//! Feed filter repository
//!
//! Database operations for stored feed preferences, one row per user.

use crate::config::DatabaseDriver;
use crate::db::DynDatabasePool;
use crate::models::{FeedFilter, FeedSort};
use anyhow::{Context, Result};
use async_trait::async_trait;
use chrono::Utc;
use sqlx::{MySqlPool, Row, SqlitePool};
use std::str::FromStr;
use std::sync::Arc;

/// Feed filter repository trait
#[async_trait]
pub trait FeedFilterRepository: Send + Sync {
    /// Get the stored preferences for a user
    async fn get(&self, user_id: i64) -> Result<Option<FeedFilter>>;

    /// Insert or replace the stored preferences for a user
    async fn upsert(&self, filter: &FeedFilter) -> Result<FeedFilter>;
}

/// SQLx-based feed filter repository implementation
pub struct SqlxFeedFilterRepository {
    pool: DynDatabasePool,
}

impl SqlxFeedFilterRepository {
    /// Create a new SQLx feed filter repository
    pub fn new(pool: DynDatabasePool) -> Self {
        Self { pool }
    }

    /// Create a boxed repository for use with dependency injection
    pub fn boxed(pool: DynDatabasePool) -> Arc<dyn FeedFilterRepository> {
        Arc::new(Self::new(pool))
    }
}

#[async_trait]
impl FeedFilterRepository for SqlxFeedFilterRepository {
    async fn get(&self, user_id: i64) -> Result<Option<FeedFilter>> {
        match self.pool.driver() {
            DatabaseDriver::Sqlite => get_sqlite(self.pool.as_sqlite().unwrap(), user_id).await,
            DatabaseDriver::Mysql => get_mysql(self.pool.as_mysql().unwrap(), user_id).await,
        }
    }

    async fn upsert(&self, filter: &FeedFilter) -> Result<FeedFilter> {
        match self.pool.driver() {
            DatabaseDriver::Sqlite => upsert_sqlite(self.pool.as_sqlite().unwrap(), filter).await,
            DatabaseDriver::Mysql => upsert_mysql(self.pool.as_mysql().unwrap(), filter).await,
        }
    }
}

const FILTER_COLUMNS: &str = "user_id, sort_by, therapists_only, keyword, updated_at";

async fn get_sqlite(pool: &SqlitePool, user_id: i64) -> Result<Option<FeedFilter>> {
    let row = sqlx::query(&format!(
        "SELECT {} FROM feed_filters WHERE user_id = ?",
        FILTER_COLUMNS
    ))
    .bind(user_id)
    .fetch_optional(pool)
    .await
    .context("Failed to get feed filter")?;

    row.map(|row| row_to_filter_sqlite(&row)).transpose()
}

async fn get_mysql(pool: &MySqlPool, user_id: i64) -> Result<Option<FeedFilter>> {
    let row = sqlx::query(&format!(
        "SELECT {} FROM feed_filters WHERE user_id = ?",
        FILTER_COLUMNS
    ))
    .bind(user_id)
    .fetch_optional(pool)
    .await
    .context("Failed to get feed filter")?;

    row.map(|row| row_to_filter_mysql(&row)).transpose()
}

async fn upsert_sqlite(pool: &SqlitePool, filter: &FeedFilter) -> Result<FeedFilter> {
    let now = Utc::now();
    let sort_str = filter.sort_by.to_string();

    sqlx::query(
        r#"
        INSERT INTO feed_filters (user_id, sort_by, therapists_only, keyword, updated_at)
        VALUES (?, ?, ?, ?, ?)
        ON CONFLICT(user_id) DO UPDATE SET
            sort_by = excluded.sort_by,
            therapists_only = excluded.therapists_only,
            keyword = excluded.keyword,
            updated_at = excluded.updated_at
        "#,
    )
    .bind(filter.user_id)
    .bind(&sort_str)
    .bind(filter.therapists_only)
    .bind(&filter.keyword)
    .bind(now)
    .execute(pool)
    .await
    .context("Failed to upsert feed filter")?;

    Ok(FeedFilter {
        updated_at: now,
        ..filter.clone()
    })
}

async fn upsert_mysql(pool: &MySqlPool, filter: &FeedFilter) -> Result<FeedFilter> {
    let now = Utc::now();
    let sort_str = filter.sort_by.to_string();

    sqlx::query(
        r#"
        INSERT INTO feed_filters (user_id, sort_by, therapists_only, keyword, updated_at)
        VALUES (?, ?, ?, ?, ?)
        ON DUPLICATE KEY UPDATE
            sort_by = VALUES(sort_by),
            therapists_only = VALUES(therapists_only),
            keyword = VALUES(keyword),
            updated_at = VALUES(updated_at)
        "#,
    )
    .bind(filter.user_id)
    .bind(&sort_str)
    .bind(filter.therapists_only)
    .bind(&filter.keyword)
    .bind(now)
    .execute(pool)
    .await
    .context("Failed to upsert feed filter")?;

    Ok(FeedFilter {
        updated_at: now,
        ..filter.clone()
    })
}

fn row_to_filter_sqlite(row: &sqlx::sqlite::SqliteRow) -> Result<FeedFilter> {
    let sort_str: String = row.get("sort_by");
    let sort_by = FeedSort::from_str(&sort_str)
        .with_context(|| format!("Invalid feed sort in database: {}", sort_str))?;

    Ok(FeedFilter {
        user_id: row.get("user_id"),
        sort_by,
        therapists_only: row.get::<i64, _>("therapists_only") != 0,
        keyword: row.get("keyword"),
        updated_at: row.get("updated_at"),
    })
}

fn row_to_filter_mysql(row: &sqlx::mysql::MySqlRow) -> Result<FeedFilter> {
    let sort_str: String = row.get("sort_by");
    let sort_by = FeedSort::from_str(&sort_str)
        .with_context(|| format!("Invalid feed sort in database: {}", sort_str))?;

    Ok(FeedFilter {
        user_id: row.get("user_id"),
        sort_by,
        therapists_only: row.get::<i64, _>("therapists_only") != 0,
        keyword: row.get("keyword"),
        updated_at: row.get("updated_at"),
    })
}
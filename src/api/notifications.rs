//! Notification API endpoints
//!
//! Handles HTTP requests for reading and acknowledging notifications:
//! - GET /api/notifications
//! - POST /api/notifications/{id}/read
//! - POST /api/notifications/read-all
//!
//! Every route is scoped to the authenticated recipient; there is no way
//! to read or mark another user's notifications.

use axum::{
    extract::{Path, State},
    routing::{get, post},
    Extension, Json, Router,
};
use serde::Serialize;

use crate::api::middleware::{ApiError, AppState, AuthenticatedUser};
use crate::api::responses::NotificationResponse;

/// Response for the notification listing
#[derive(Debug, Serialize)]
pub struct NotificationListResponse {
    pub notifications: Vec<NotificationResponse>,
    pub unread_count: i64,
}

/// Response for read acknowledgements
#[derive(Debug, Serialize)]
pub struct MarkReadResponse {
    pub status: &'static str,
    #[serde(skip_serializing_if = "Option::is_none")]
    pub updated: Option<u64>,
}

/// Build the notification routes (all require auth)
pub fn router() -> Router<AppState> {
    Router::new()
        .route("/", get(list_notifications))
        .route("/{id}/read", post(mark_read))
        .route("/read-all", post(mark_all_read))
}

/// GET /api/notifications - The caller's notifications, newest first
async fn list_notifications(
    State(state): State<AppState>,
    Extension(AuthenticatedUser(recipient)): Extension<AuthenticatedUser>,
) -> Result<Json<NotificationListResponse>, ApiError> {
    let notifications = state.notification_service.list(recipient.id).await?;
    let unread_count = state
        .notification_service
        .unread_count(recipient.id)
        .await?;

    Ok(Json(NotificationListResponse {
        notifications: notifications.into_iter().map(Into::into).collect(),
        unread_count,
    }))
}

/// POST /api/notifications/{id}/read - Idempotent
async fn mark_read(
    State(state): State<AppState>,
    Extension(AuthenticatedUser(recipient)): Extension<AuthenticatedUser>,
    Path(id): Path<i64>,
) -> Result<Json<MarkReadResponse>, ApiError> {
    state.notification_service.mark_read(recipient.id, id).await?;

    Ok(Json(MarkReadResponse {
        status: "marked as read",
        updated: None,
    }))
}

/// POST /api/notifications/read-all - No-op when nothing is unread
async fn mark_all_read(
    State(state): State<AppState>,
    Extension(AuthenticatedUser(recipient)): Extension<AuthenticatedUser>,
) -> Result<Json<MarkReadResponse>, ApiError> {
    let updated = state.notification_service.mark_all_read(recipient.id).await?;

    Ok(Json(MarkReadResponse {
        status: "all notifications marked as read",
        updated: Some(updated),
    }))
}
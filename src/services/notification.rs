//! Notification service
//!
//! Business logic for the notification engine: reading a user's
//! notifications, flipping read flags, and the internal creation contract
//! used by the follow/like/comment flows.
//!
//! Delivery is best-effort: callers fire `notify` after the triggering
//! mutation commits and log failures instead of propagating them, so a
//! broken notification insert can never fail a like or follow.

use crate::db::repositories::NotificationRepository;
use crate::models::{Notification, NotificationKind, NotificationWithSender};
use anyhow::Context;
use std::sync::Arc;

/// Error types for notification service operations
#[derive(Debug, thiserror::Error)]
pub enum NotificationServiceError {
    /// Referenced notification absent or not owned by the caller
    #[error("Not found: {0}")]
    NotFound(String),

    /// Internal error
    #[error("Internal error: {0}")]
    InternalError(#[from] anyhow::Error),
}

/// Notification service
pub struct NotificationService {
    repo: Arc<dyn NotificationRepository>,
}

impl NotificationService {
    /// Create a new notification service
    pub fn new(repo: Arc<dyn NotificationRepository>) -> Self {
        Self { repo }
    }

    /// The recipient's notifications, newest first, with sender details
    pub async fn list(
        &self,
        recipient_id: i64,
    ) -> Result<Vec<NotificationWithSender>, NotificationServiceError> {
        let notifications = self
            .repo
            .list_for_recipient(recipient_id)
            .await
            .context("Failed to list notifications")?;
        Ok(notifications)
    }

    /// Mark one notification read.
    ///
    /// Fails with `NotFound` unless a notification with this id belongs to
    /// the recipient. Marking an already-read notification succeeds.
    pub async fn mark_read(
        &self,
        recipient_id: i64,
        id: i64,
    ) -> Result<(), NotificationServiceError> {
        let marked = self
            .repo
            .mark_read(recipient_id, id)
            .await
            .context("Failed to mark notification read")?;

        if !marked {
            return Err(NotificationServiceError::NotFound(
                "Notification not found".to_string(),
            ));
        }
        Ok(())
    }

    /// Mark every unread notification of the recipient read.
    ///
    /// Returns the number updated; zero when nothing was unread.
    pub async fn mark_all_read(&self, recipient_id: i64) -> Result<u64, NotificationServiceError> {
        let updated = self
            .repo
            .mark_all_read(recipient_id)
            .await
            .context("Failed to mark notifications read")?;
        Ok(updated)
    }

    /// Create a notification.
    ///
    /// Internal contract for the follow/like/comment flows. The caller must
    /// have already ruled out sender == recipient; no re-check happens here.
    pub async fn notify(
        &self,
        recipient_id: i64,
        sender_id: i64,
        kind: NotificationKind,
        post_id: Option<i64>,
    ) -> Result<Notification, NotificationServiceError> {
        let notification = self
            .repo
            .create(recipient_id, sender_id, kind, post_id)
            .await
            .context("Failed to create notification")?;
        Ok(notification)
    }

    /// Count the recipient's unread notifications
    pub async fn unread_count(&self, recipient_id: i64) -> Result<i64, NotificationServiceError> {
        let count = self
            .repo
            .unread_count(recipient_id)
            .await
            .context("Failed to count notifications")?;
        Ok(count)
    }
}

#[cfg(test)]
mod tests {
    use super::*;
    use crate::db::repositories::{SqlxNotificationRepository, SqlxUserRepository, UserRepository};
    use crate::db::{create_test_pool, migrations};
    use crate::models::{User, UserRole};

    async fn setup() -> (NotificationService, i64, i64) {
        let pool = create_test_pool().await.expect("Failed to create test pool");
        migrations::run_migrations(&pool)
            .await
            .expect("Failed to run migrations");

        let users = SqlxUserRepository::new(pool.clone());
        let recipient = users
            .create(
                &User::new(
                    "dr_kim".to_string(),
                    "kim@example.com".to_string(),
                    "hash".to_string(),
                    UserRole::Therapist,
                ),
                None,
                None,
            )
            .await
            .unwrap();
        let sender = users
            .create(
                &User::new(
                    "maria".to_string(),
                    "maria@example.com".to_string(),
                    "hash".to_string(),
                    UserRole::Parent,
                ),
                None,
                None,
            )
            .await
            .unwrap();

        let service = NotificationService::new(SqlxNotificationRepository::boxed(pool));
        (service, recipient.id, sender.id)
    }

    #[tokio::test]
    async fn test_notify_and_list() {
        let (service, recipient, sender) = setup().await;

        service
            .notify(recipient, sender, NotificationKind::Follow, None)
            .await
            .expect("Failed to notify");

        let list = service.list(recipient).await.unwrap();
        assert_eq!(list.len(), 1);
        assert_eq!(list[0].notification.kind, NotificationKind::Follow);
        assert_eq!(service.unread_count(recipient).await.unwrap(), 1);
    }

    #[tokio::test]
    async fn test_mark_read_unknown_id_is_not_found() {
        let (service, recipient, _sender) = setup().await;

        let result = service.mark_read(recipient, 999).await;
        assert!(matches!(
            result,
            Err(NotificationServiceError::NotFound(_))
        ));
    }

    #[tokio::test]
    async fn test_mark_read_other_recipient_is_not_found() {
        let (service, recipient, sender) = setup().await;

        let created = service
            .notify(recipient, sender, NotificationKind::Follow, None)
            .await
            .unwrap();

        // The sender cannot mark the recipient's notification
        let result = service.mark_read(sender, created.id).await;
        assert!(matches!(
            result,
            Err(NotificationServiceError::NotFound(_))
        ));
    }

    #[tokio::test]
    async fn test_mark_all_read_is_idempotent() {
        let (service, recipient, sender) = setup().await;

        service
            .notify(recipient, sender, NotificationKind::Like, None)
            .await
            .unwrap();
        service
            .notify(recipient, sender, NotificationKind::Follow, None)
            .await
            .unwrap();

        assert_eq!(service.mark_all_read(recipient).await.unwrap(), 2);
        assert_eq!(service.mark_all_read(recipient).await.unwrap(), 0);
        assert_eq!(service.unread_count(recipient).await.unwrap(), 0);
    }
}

TASK REQUIREMENTS: From the entries above, list each line with "serde" in it.

SOLUTION TO THE EXERCISE:
use serde::Serialize;
    #[serde(skip_serializing_if = "Option::is_none")]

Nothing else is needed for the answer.